use std::sync::Arc;

use crate::assets::color::Color;
use crate::assets::decode::PreparedImage;
use crate::foundation::core::{Affine, BezPath, Canvas};
use crate::foundation::error::{GradiiError, GradiiResult};

pub(crate) fn affine_to_cpu(a: Affine) -> vello_cpu::kurbo::Affine {
    vello_cpu::kurbo::Affine::new(a.as_coeffs())
}

pub(crate) fn bezpath_to_cpu(path: &BezPath) -> vello_cpu::kurbo::BezPath {
    use kurbo::PathEl;

    let pt = |p: kurbo::Point| vello_cpu::kurbo::Point::new(p.x, p.y);
    let mut out = vello_cpu::kurbo::BezPath::new();
    for &el in path.elements() {
        match el {
            PathEl::MoveTo(p) => out.move_to(pt(p)),
            PathEl::LineTo(p) => out.line_to(pt(p)),
            PathEl::QuadTo(p1, p2) => out.quad_to(pt(p1), pt(p2)),
            PathEl::CurveTo(p1, p2, p3) => out.curve_to(pt(p1), pt(p2), pt(p3)),
            PathEl::ClosePath => out.close_path(),
        }
    }
    out
}

pub(crate) fn color_paint(c: Color) -> vello_cpu::peniko::Color {
    let [r, g, b, a] = c.to_rgba8();
    vello_cpu::peniko::Color::from_rgba8(r, g, b, a)
}

pub(crate) fn pixmap_from_premul_bytes(
    bytes: &[u8],
    width: u32,
    height: u32,
) -> GradiiResult<vello_cpu::Pixmap> {
    let w: u16 = width
        .try_into()
        .map_err(|_| GradiiError::render("pixmap width exceeds u16"))?;
    let h: u16 = height
        .try_into()
        .map_err(|_| GradiiError::render("pixmap height exceeds u16"))?;
    if bytes.len()
        != (width as usize)
            .saturating_mul(height as usize)
            .saturating_mul(4)
    {
        return Err(GradiiError::render("pixmap byte len mismatch"));
    }
    let pixels: Vec<vello_cpu::peniko::color::PremulRgba8> = bytes
        .chunks_exact(4)
        .map(|px| vello_cpu::peniko::color::PremulRgba8 {
            r: px[0],
            g: px[1],
            b: px[2],
            a: px[3],
        })
        .collect();
    Ok(vello_cpu::Pixmap::from_parts_with_opacity(pixels, w, h, true))
}

pub(crate) fn image_paint(img: &PreparedImage) -> GradiiResult<vello_cpu::Image> {
    let pixmap = pixmap_from_premul_bytes(&img.rgba8_premul, img.width, img.height)?;
    Ok(vello_cpu::Image {
        image: vello_cpu::ImageSource::Pixmap(Arc::new(pixmap)),
        sampler: vello_cpu::peniko::ImageSampler::default(),
    })
}

/// Rasterizes one layer at a time into a transparent buffer, keeping the target pixmap around
/// while the canvas size stays the same.
#[derive(Default)]
pub(crate) struct Rasterizer {
    target: Option<(u16, u16, vello_cpu::Pixmap)>,
}

impl std::fmt::Debug for Rasterizer {
    fn fmt(&self, f: &mut std::fmt::Formatter<'_>) -> std::fmt::Result {
        f.debug_struct("Rasterizer")
            .field("size", &self.target.as_ref().map(|(w, h, _)| (*w, *h)))
            .finish()
    }
}

impl Rasterizer {
    pub(crate) fn new() -> Self {
        Self::default()
    }

    /// Run `draw` against a fresh context sized to `canvas` and return the premultiplied result.
    pub(crate) fn rasterize(
        &mut self,
        canvas: Canvas,
        draw: impl FnOnce(&mut vello_cpu::RenderContext) -> GradiiResult<()>,
    ) -> GradiiResult<Vec<u8>> {
        let (width, height) = canvas.size_u16()?;
        let mut pixmap = match self.target.take() {
            Some((w, h, pixmap)) if w == width && h == height => pixmap,
            _ => vello_cpu::Pixmap::new(width, height),
        };

        let mut ctx = vello_cpu::RenderContext::new(width, height);
        ctx.set_paint_transform(vello_cpu::kurbo::Affine::IDENTITY);
        let drawn = draw(&mut ctx);
        let out = drawn.map(|()| {
            pixmap.data_as_u8_slice_mut().fill(0);
            ctx.flush();
            ctx.render_to_pixmap(&mut pixmap);
            pixmap.data_as_u8_slice().to_vec()
        });
        self.target = Some((width, height, pixmap));
        out
    }
}

#[cfg(test)]
#[path = "../../tests/unit/render/surface.rs"]
mod tests;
+++++
*INSTRUCTIONS FOR THE TASK*: Would you copy each line of the records that contains "assets"?

*ANSWER FOR THIS EXERCISE*:
use crate::assets::color::Color;
use crate::assets::decode::PreparedImage;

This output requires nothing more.